# Everyone is just "too busy"



## WhiteKitty (Jun 4, 2014)

It's the think nowadays, to be "too busy" is to say "I got a REAL LIFE, and I'm making it big in the world for myself" or basically "I'm so important that I don't need you anymore". 

Other times, it's the stress of completing a huge degree to find stable work. But.....it's just a big ego thing overall, I feel. Everyone, either secretly or not, desires at least one close connection or two, but now its so hard to find anyone who will put time aside. I will never beleive anyone who ever says "I DONT have time", because, what I see is most people get 2 days a week off work, and honestly, why would you NOT want to eat out for supper after work even with a buddy? who really, honestly just wants to sit alone at home, or go straight to their nagging spouse, gf/bf, or kids without some relief with a friend to just chill beforehand? 

I see it as, people just refues to MAKE time. We watch tv, play videogames, spend hours on forums, or whatever it is...and yes, it's good to have a quiet, social-less break. But never, no time, every week? No way. I don't buy it. Maybe if we all spent waaaaaaaaay less time on Facebook, Instgram etc (those that do it, anyway! congrats to those with more self-control, twitter is stupid anyways, absolute waste of your mental space), and realized "wait, I got REAL friends, I can see for REAL?". But, nowadays so many are so self-conceited and don't like "real", they just like "flattering". 

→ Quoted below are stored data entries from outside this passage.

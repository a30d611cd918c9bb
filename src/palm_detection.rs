//! Palm detection using an SSD-style ONNX model.
//!
//! Palms are the detectable part of a hand; the detected box is expanded to
//! a square hand region before landmark inference.

use crate::anchors::{decode_boxes, non_max_suppression, score_sigmoid, AnchorGrid};
use crate::constants::{
    DETECTOR_NORMALIZATION_OFFSET, DETECTOR_NORMALIZATION_SCALE, PALM_DETECTOR_INPUT_SIZE,
};
use crate::utils::letterbox;
use crate::utils::tensor::{image_tensor, TensorLayout};
use crate::Result;
use ndarray::CowArray;
use opencv::core::{Mat, Rect};
use opencv::prelude::*;
use ort::{Environment, Session, Value};
use std::path::Path;
use std::sync::Arc;

/// Anchor layout: 192×192 input, stride-8 grid plus three stride-16 grids,
/// two anchors per cell (2016 anchors total).
const STRIDES: [i32; 4] = [8, 16, 16, 16];
const ANCHORS_PER_CELL: [usize; 4] = [2, 2, 2, 2];

/// Regressor values per anchor (box + seven palm keypoints, unused here)
const VALUES_PER_ANCHOR: usize = 18;

/// Palm detection result
#[derive(Debug, Clone)]
pub struct PalmDetection {
    /// Bounding box of the detected palm in frame pixels
    pub bbox: Rect,
    /// Confidence score of the detection
    pub score: f32,
}

/// SSD palm detector backed by ONNX Runtime
pub struct PalmDetector {
    session: Session,
    input_size: i32,
    conf_threshold: f32,
    nms_threshold: f32,
    anchor_grid: AnchorGrid,
}

impl PalmDetector {
    /// Create a new palm detector from an ONNX model file
    ///
    /// # Errors
    ///
    /// Returns an error if the model cannot be loaded or the ONNX runtime
    /// environment cannot be created.
    pub fn new<P: AsRef<Path>>(model_path: P, conf_threshold: f32, nms_threshold: f32) -> Result<Self> {
        log::info!(
            "Initializing PalmDetector with model: {}",
            model_path.as_ref().display()
        );
        let environment = Arc::new(
            Environment::builder()
                .with_name("palm_detector")
                .with_log_level(ort::LoggingLevel::Warning)
                .build()?,
        );

        let session = ort::SessionBuilder::new(&environment)?
            .with_optimization_level(ort::GraphOptimizationLevel::Level3)?
            .with_model_from_file(model_path)?;

        if session.outputs.len() < 2 {
            return Err(crate::error::Error::ModelOutputError(
                "Palm detector must output regressors and scores".to_string(),
            ));
        }

        Ok(Self {
            session,
            input_size: PALM_DETECTOR_INPUT_SIZE,
            conf_threshold,
            nms_threshold,
            anchor_grid: AnchorGrid::new(),
        })
    }

    /// Detect palms in a frame, strongest first
    ///
    /// # Errors
    ///
    /// Returns an error if preprocessing or model inference fails.
    #[allow(clippy::cast_precision_loss)]
    #[allow(clippy::cast_possible_truncation)]
    pub fn detect(&mut self, image: &Mat) -> Result<Vec<PalmDetection>> {
        let img_width = image.cols();
        let img_height = image.rows();

        let (padded, det_scale) = letterbox(image, self.input_size)?;
        let inputs = image_tensor(
            &padded,
            self.input_size,
            DETECTOR_NORMALIZATION_OFFSET,
            DETECTOR_NORMALIZATION_SCALE,
            TensorLayout::Nchw,
        )?;

        let cow_array = CowArray::from(inputs.into_dyn());
        let input_tensor = Value::from_array(self.session.allocator(), &cow_array)?;
        let outputs = self.session.run(vec![input_tensor])?;

        let regressors = outputs[0].try_extract::<f32>()?;
        let regressors_view = regressors.view();
        let raw_boxes = regressors_view
            .as_slice()
            .ok_or_else(|| crate::error::Error::ModelOutputError("Regressor output not contiguous".to_string()))?;

        let scores_output = outputs[1].try_extract::<f32>()?;
        let scores_view = scores_output.view();
        let raw_scores = scores_view
            .as_slice()
            .ok_or_else(|| crate::error::Error::ModelOutputError("Score output not contiguous".to_string()))?;

        let anchors = self
            .anchor_grid
            .centers(self.input_size, &STRIDES, &ANCHORS_PER_CELL)
            .clone();

        if raw_scores.len() < anchors.shape()[0] {
            return Err(crate::error::Error::ModelDataFormatError(format!(
                "Expected {} anchor scores, model produced {}",
                anchors.shape()[0],
                raw_scores.len()
            )));
        }

        let boxes = decode_boxes(raw_boxes, VALUES_PER_ANCHOR, &anchors, self.input_size as f32);

        let scores: Vec<f32> = raw_scores.iter().map(|&logit| score_sigmoid(logit)).collect();
        let mut candidates: Vec<usize> = (0..anchors.shape()[0])
            .filter(|&i| scores[i] >= self.conf_threshold)
            .collect();
        candidates.sort_by(|&a, &b| scores[b].partial_cmp(&scores[a]).unwrap_or(std::cmp::Ordering::Equal));

        let keep = non_max_suppression(&boxes, &candidates, self.nms_threshold);

        let to_frame = self.input_size as f32 / det_scale;
        let mut detections = Vec::with_capacity(keep.len());
        for idx in keep {
            let x1 = (boxes[[idx, 0]] * to_frame).max(0.0);
            let y1 = (boxes[[idx, 1]] * to_frame).max(0.0);
            let x2 = (boxes[[idx, 2]] * to_frame).min(img_width as f32);
            let y2 = (boxes[[idx, 3]] * to_frame).min(img_height as f32);

            let width = (x2 - x1) as i32;
            let height = (y2 - y1) as i32;
            if width <= 0 || height <= 0 {
                continue;
            }

            detections.push(PalmDetection {
                bbox: Rect::new(x1 as i32, y1 as i32, width, height),
                score: scores[idx],
            });
        }

        Ok(detections)
    }
}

I'm an introvert, sure, but I have this void in my soul lately that feels so lacking----I already went through the online phases earier as a nerd, before facebook was so huge, and I barely do stuff on it---I am not desperate, I am just fully realizing I barely see people I connect with, as I remember what it felt like to spend time with my friends a few years ago, having fun and enjoying time together for it's own sake. I feel alone to day dream of things to do---I got board games with no one to play with, I got places I want to bring a buddy to, but nobody most times available. I wanted to find a Meetup, but most I seek don't exist , or they make meetups I dislike that aren't fitting for me at all. Husband stares off into his stupid cellphone all the time, zoning out and scrolling over article headlines---he does this a lot, at home, on park trails, in the car (not when driving thank God), everywhere. It makes you feel alone even if they are physically there...but you know, this person doing this around you is NOT really "There" with you---they are "somewhere else", and it feels far, far worse than just going that place of your interest alone without them---at least you can do things at your pace and not drag a screen-zombie behind you, that makes you feel like you are just forcing them to do things, so it makes the whole thing less enjoyable. 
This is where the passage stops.